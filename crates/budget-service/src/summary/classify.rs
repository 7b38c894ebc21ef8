//! 预算分类判定
//!
//! 纯计算，不访问存储，便于覆盖各种边界。

use std::collections::HashMap;

use budget_shared::events::{NearLimitCategory, OverBudgetCategory};
use rust_decimal::Decimal;
use uuid::Uuid;

use super::store::BudgetedCategory;

/// 判定结果，两个列表已排好序
#[derive(Debug, Default, Clone, PartialEq)]
pub struct Classification {
    pub over_budget: Vec<OverBudgetCategory>,
    pub near_limit: Vec<NearLimitCategory>,
}

/// 把每个有预算的分类划入超支或接近上限
///
/// - 支出大于预算：超支
/// - 预算大于 0 且支出达到 `near_limit_percent`%（含）但小于预算：接近上限
/// - 支出恰好等于预算不进入任何列表
pub fn classify(
    budgets: &[BudgetedCategory],
    spending: &HashMap<Uuid, Decimal>,
    near_limit_percent: u32,
) -> Classification {
    let threshold = Decimal::new(i64::from(near_limit_percent), 2);
    let mut result = Classification::default();

    for budget in budgets {
        let spent = spending
            .get(&budget.category_id)
            .copied()
            .unwrap_or(Decimal::ZERO);
        let over_by = spent - budget.budget_amount;

        if over_by > Decimal::ZERO {
            result.over_budget.push(OverBudgetCategory {
                category_name: budget.category_name.clone(),
                budget_amount: budget.budget_amount,
                spent_amount: spent,
                over_by_amount: over_by,
            });
        } else if over_by < Decimal::ZERO
            && budget.budget_amount > Decimal::ZERO
            && spent >= budget.budget_amount * threshold
        {
            result.near_limit.push(NearLimitCategory {
                category_name: budget.category_name.clone(),
                budget_amount: budget.budget_amount,
                spent_amount: spent,
                remaining_amount: budget.budget_amount - spent,
            });
        }
    }

    result
        .over_budget
        .sort_by(|a, b| b.over_by_amount.cmp(&a.over_by_amount));
    result
        .near_limit
        .sort_by(|a, b| b.spent_amount.cmp(&a.spent_amount));
    result
}
//! 每周预算汇总调度 Worker
//!
//! 按 cron 表达式（默认 `0 0 8 * * Mon`，按配置时区解释）计算下一次触发时间，
//! 睡眠到点后执行 [`BudgetSummaryJob`]。与 cron HTTP 入口共用同一个任务。

use std::str::FromStr;
use std::sync::Arc;

use budget_shared::observability::metrics;
use chrono::{DateTime, Utc};
use cron::Schedule;
use tracing::{error, info, warn};

use crate::error::{AdminError, Result};
use crate::summary::BudgetSummaryJob;

pub struct SummaryWorker {
    job: Arc<BudgetSummaryJob>,
    schedule: Schedule,
}

impl SummaryWorker {
    pub fn new(job: Arc<BudgetSummaryJob>, expression: &str) -> Result<Self> {
        let schedule = Schedule::from_str(expression)
            .map_err(|e| AdminError::Validation(format!("无效的 cron 表达式 '{}': {}", expression, e)))?;
        Ok(Self { job, schedule })
    }

    /// `after` 之后的下一次触发时间（UTC）
    pub fn next_fire_after(&self, after: DateTime<Utc>) -> Option<DateTime<Utc>> {
        let tz = self.job.timezone();
        self.schedule
            .after(&after.with_timezone(&tz))
            .next()
            .map(|t| t.with_timezone(&Utc))
    }

    /// 主循环：直到进程退出
    pub async fn run(&self) {
        info!(timezone = %self.job.timezone(), "SummaryWorker 已启动");

        loop {
            let now = Utc::now();
            let Some(next) = self.next_fire_after(now) else {
                warn!("cron 表达式没有后续触发时间，SummaryWorker 退出");
                return;
            };

            let wait = (next - now).to_std().unwrap_or_default();
            info!(next_run = %next, "等待下一次预算汇总");
            tokio::time::sleep(wait).await;

            match self.job.run(Utc::now(), false).await {
                Ok(result) if result.skipped => {
                    info!(reason = ?result.reason, "预算汇总已跳过");
                }
                Ok(result) => {
                    info!(
                        emails_sent = result.emails_sent,
                        emails_failed = result.emails_failed,
                        "定时预算汇总完成"
                    );
                }
                Err(e) => error!(error = %e, "定时预算汇总失败"),
            }

            metrics::set_worker_last_run("summary_worker");
        }
    }
}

(Task requirements): So that no detail is lost, give every line of the data again exactly.

(Response area):
filename crates/budget-service/src/summary/classify.rs
repository 7b38c894ebc21ef8
//! 预算分类判定
//!
//! 纯计算，不访问存储，便于覆盖各种边界。

use std::collections::HashMap;

use budget_shared::events::{NearLimitCategory, OverBudgetCategory};
use rust_decimal::Decimal;
use uuid::Uuid;

use super::store::BudgetedCategory;

/// 判定结果，两个列表已排好序
#[derive(Debug, Default, Clone, PartialEq)]
pub struct Classification {
    pub over_budget: Vec<OverBudgetCategory>,
    pub near_limit: Vec<NearLimitCategory>,
}

/// 把每个有预算的分类划入超支或接近上限
///
/// - 支出大于预算：超支
/// - 预算大于 0 且支出达到 `near_limit_percent`%（含）但小于预算：接近上限
/// - 支出恰好等于预算不进入任何列表
pub fn classify(
    budgets: &[BudgetedCategory],
    spending: &HashMap<Uuid, Decimal>,
    near_limit_percent: u32,
) -> Classification {
    let threshold = Decimal::new(i64::from(near_limit_percent), 2);
    let mut result = Classification::default();

    for budget in budgets {
        let spent = spending
            .get(&budget.category_id)
            .copied()
            .unwrap_or(Decimal::ZERO);
        let over_by = spent - budget.budget_amount;

        if over_by > Decimal::ZERO {
            result.over_budget.push(OverBudgetCategory {
                category_name: budget.category_name.clone(),
                budget_amount: budget.budget_amount,
                spent_amount: spent,
                over_by_amount: over_by,
            });
        } else if over_by < Decimal::ZERO
            && budget.budget_amount > Decimal::ZERO
            && spent >= budget.budget_amount * threshold
        {
            result.near_limit.push(NearLimitCategory {
                category_name: budget.category_name.clone(),
                budget_amount: budget.budget_amount,
                spent_amount: spent,
                remaining_amount: budget.budget_amount - spent,
            });
        }
    }

    result
        .over_budget
        .sort_by(|a, b| b.over_by_amount.cmp(&a.over_by_amount));
    result
        .near_limit
        .sort_by(|a, b| b.spent_amount.cmp(&a.spent_amount));
    result
}
//! 每周预算汇总调度 Worker
//!
//! 按 cron 表达式（默认 `0 0 8 * * Mon`，按配置时区解释）计算下一次触发时间，
//! 睡眠到点后执行 [`BudgetSummaryJob`]。与 cron HTTP 入口共用同一个任务。

use std::str::FromStr;
use std::sync::Arc;

use budget_shared::observability::metrics;
use chrono::{DateTime, Utc};
use cron::Schedule;
use tracing::{error, info, warn};

use crate::error::{AdminError, Result};
use crate::summary::BudgetSummaryJob;

pub struct SummaryWorker {
    job: Arc<BudgetSummaryJob>,
    schedule: Schedule,
}

impl SummaryWorker {
    pub fn new(job: Arc<BudgetSummaryJob>, expression: &str) -> Result<Self> {
        let schedule = Schedule::from_str(expression)
            .map_err(|e| AdminError::Validation(format!("无效的 cron 表达式 '{}': {}", expression, e)))?;
        Ok(Self { job, schedule })
    }

    /// `after` 之后的下一次触发时间（UTC）
    pub fn next_fire_after(&self, after: DateTime<Utc>) -> Option<DateTime<Utc>> {
        let tz = self.job.timezone();
        self.schedule
            .after(&after.with_timezone(&tz))
            .next()
            .map(|t| t.with_timezone(&Utc))
    }

    /// 主循环：直到进程退出
    pub async fn run(&self) {
        info!(timezone = %self.job.timezone(), "SummaryWorker 已启动");

        loop {
            let now = Utc::now();
            let Some(next) = self.next_fire_after(now) else {
                warn!("cron 表达式没有后续触发时间，SummaryWorker 退出");
                return;
            };

            let wait = (next - now).to_std().unwrap_or_default();
            info!(next_run = %next, "等待下一次预算汇总");
            tokio::time::sleep(wait).await;

            match self.job.run(Utc::now(), false).await {
                Ok(result) if result.skipped => {
                    info!(reason = ?result.reason, "预算汇总已跳过");
                }
                Ok(result) => {
                    info!(
                        emails_sent = result.emails_sent,
                        emails_failed = result.emails_failed,
                        "定时预算汇总完成"
                    );
                }
                Err(e) => error!(error = %e, "定时预算汇总失败"),
            }

            metrics::set_worker_last_run("summary_worker");
        }
    }
}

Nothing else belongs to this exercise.